▶ **Brief**
Find the lines in the records below that contain "cells", and report each of them.

▶ **Provided data**
----
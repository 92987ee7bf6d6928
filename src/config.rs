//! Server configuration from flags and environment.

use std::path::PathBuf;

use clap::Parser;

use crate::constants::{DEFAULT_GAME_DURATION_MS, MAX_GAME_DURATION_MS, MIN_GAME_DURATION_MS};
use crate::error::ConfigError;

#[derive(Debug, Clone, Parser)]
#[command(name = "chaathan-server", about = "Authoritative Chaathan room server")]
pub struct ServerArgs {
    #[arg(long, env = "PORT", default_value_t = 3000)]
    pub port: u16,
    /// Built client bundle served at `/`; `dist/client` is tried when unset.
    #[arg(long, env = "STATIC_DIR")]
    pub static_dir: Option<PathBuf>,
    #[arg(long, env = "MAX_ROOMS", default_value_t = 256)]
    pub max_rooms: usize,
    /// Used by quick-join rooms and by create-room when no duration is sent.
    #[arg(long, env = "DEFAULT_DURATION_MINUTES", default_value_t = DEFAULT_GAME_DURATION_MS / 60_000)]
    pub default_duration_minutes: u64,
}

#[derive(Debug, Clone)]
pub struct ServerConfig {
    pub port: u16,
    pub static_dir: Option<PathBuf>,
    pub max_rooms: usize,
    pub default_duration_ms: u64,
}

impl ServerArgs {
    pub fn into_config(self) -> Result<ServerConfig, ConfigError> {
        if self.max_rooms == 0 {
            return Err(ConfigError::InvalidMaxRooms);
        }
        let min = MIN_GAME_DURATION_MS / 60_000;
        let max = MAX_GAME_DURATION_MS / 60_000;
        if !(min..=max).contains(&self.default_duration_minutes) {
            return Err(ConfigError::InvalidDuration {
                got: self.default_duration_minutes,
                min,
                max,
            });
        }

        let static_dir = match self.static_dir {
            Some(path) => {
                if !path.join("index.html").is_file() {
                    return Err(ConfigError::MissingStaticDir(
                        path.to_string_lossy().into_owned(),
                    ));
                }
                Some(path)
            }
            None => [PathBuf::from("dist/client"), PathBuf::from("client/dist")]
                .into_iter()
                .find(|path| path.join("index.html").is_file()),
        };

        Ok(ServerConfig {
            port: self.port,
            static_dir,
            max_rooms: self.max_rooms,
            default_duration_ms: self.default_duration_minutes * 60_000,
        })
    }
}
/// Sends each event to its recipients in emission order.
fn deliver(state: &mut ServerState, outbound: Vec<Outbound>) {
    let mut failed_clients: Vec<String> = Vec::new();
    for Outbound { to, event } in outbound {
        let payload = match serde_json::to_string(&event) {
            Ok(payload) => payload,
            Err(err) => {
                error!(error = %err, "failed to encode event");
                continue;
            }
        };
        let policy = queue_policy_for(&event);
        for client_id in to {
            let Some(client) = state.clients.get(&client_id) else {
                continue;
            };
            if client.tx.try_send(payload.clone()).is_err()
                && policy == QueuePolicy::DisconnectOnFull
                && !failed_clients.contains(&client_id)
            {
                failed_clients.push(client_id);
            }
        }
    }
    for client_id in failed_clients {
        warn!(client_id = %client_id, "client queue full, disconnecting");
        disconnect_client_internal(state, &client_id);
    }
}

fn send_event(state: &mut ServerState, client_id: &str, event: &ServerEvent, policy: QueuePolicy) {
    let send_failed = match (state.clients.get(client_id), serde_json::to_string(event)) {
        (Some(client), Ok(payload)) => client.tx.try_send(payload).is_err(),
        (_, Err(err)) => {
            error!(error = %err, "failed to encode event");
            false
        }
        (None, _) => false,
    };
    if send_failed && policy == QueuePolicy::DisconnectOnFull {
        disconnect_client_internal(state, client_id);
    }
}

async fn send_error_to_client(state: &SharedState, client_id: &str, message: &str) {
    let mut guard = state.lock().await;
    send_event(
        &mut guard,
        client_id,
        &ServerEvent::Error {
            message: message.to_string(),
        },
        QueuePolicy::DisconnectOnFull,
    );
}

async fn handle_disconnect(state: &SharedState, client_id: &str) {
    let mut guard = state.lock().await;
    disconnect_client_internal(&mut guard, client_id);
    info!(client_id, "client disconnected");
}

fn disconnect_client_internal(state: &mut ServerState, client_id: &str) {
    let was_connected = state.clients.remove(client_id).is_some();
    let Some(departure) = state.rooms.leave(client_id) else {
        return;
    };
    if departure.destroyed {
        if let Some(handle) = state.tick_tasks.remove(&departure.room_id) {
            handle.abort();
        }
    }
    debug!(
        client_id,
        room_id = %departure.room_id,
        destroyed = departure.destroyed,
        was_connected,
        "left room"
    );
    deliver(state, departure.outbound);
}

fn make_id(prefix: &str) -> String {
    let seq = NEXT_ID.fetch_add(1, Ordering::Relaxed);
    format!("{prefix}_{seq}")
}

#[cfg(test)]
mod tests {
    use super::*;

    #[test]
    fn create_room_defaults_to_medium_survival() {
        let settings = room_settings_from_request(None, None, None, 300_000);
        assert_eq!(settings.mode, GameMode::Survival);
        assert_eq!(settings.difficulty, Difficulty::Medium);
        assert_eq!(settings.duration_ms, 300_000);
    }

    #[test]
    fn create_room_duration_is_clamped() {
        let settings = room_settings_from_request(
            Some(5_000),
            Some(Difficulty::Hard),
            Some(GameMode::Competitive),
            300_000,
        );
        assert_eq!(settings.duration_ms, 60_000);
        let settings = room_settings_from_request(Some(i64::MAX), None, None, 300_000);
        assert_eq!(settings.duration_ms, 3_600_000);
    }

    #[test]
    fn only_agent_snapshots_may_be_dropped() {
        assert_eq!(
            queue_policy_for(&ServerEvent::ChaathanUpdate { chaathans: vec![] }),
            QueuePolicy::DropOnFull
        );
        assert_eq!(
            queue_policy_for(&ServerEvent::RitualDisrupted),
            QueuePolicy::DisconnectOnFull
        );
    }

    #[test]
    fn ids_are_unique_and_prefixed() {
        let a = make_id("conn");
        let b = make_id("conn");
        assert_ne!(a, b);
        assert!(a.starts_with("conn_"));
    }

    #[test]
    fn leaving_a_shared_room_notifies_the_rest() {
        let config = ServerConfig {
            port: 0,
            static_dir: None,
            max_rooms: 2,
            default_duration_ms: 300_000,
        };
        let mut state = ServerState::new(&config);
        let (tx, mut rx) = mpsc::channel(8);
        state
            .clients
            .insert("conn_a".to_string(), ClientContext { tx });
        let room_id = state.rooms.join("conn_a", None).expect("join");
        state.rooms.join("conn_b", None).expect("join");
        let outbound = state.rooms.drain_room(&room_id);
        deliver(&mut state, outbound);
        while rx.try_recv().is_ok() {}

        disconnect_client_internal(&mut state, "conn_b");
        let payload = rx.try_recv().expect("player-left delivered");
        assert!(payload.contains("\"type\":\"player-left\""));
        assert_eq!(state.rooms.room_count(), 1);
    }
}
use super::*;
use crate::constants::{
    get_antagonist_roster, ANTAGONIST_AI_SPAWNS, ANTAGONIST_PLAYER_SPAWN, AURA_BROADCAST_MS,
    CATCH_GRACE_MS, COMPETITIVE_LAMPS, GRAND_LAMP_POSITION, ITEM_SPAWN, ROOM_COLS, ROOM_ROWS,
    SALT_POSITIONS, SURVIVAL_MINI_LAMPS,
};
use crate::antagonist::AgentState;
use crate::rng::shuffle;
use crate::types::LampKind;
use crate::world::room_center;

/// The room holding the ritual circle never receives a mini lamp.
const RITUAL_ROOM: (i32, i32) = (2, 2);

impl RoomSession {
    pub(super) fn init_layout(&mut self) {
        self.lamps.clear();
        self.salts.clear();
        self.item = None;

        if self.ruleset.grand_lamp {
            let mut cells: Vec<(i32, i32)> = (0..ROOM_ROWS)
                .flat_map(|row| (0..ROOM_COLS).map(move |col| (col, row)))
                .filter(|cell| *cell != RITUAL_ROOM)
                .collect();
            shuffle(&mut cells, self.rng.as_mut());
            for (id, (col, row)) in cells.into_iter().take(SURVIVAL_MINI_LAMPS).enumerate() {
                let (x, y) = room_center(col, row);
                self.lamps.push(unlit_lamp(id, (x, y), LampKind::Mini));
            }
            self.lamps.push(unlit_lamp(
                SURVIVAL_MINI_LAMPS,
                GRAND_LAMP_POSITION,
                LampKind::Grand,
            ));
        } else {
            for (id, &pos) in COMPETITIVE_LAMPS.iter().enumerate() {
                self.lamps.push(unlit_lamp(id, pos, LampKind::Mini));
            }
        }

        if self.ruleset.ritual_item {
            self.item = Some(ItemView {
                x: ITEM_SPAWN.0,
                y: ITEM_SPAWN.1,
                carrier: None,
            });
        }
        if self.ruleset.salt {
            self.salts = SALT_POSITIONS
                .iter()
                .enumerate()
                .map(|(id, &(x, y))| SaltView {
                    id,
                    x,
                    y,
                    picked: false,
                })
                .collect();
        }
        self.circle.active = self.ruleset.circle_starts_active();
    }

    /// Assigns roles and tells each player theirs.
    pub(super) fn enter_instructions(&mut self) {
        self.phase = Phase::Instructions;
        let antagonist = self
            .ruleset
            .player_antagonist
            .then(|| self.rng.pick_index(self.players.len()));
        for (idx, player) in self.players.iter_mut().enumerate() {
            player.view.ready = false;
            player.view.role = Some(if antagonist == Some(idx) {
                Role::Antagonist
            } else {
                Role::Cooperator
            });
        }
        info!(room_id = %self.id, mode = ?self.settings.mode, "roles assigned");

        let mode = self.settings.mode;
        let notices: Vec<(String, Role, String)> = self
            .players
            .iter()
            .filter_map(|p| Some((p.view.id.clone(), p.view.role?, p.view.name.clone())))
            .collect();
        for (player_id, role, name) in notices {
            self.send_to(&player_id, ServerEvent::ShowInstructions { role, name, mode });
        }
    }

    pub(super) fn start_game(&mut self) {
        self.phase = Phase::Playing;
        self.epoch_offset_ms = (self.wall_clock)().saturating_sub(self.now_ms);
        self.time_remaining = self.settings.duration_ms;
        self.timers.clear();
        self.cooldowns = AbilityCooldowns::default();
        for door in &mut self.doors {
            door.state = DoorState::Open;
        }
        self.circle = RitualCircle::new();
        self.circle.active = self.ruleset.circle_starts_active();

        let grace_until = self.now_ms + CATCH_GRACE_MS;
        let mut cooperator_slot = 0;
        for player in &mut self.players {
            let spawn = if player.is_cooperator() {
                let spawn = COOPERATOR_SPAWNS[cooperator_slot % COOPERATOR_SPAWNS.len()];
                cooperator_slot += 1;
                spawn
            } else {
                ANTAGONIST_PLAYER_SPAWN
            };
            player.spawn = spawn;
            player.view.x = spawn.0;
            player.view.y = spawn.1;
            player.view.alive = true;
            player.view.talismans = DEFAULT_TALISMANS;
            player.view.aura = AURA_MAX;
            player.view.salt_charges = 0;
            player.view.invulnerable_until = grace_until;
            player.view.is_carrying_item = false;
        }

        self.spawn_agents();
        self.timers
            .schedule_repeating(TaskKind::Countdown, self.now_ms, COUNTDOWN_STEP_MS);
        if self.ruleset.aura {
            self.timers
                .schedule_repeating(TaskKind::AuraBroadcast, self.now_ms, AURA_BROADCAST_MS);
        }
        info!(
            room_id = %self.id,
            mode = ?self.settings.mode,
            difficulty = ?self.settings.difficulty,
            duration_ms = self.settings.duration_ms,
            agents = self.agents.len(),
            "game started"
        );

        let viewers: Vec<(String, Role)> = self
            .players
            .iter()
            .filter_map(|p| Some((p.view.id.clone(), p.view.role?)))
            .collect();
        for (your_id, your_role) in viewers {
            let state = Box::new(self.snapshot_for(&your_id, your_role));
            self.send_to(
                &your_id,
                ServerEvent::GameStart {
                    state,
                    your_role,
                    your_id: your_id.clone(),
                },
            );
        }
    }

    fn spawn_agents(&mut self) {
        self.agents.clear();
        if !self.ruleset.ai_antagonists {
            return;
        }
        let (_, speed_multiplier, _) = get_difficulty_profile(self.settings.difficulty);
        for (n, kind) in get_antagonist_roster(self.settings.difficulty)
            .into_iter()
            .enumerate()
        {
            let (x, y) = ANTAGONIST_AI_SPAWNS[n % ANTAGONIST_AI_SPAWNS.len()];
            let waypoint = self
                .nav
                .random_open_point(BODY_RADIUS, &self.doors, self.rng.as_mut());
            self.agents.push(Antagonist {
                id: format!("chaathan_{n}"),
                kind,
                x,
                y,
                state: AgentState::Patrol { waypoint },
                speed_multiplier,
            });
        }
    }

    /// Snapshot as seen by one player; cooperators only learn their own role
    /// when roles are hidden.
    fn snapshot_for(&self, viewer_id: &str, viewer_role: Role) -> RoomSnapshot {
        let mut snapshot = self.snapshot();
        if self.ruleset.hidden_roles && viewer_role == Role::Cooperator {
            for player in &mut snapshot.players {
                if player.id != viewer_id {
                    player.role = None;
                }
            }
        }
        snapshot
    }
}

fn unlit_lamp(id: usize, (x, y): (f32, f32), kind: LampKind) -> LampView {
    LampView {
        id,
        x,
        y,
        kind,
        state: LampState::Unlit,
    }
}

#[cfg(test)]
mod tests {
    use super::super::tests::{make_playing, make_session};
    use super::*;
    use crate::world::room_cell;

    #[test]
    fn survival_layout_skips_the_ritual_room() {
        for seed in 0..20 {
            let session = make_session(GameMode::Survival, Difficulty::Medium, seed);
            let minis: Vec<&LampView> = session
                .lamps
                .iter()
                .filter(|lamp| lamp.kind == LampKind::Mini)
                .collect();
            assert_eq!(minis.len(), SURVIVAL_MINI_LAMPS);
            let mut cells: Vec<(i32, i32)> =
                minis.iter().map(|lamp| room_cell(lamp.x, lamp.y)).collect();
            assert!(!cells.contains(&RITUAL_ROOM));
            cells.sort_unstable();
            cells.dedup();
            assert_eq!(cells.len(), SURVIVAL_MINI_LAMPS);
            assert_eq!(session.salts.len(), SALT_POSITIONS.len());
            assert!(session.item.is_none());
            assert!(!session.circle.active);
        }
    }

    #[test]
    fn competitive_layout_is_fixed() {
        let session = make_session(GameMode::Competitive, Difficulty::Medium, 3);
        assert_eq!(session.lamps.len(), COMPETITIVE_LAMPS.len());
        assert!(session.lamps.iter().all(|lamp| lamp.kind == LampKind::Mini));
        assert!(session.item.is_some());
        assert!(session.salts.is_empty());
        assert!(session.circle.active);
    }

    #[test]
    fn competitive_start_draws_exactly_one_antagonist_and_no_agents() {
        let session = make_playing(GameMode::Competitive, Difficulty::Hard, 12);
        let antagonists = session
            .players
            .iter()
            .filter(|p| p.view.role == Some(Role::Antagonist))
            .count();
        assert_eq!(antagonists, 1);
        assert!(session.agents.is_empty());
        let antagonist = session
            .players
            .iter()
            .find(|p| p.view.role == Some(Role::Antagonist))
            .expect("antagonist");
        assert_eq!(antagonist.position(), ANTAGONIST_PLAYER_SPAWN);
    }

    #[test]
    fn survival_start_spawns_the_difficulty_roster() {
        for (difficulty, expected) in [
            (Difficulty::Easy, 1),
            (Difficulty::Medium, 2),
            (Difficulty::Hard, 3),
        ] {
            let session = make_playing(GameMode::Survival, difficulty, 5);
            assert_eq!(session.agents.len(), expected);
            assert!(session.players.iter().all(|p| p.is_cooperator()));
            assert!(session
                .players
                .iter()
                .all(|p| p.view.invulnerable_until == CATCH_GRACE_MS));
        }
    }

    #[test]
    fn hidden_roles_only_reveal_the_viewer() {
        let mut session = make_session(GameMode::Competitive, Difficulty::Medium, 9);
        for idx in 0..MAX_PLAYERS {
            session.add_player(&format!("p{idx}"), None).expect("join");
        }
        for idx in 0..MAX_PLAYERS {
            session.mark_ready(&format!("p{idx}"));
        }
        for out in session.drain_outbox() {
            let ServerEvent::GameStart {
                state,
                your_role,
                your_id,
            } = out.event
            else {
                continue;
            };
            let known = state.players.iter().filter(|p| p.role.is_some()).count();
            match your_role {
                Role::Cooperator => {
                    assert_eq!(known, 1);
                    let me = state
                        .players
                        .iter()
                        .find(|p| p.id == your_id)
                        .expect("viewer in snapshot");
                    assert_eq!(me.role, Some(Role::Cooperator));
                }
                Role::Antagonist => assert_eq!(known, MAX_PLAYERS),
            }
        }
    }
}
----
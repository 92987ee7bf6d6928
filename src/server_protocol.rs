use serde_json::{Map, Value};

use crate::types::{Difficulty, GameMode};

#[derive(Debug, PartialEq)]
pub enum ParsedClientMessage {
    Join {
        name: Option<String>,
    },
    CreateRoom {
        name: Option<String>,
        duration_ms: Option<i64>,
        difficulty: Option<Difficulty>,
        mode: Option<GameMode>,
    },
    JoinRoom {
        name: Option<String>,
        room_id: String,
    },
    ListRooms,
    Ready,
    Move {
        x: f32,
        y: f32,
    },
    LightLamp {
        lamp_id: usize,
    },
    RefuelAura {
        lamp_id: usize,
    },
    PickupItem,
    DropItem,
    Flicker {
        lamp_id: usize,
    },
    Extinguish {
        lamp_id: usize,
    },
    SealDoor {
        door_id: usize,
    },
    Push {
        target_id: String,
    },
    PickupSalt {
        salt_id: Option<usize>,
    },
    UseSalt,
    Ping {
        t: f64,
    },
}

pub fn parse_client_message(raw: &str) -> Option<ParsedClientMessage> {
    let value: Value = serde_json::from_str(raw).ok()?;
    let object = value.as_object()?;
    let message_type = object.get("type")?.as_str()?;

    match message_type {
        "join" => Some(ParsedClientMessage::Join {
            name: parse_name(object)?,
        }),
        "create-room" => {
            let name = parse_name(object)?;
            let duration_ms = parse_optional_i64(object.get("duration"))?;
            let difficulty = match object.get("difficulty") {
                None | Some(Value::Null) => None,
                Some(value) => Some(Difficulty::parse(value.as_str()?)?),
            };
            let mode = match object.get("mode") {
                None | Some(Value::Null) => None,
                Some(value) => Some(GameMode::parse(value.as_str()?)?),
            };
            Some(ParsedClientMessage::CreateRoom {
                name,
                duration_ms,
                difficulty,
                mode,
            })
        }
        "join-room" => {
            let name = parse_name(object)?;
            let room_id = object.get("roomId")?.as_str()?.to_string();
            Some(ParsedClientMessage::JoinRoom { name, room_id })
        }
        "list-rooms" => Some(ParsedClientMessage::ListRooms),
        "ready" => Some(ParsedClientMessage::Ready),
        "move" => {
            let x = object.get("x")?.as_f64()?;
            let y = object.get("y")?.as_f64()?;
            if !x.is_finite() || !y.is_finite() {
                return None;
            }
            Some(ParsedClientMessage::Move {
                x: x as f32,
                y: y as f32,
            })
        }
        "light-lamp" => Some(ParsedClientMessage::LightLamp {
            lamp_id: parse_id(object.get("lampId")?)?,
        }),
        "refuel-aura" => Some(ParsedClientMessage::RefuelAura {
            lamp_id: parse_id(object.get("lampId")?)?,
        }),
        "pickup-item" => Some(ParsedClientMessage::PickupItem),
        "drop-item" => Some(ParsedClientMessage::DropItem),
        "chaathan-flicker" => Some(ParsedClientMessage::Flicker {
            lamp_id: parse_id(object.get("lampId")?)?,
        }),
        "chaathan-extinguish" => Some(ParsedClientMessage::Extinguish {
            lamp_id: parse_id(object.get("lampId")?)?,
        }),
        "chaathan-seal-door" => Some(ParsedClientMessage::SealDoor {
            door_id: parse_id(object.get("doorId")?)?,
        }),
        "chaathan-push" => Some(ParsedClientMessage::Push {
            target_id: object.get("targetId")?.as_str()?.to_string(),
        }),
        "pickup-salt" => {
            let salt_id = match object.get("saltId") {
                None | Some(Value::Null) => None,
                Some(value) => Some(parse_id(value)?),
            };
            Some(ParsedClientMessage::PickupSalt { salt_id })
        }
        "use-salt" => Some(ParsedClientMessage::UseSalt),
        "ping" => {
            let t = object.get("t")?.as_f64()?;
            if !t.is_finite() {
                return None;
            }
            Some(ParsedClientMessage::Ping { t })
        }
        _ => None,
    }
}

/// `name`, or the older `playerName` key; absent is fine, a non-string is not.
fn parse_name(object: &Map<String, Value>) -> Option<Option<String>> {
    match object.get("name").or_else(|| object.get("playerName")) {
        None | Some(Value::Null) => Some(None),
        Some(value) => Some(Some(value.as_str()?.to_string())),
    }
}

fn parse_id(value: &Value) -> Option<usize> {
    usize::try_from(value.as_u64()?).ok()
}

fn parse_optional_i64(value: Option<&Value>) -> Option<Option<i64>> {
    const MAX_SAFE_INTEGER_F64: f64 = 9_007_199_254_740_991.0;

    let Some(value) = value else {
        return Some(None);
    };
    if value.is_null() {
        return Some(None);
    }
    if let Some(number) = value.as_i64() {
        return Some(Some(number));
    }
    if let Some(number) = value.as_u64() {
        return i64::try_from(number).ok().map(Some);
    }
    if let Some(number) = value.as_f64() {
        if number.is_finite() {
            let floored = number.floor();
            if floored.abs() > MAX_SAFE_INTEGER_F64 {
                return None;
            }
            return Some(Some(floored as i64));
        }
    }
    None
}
----
▶ **Final answer**
            let mut cells: Vec<(i32, i32)> = (0..ROOM_ROWS)
            shuffle(&mut cells, self.rng.as_mut());
            for (id, (col, row)) in cells.into_iter().take(SURVIVAL_MINI_LAMPS).enumerate() {
            let mut cells: Vec<(i32, i32)> =
            assert!(!cells.contains(&RITUAL_ROOM));
            cells.sort_unstable();
            cells.dedup();
            assert_eq!(cells.len(), SURVIVAL_MINI_LAMPS);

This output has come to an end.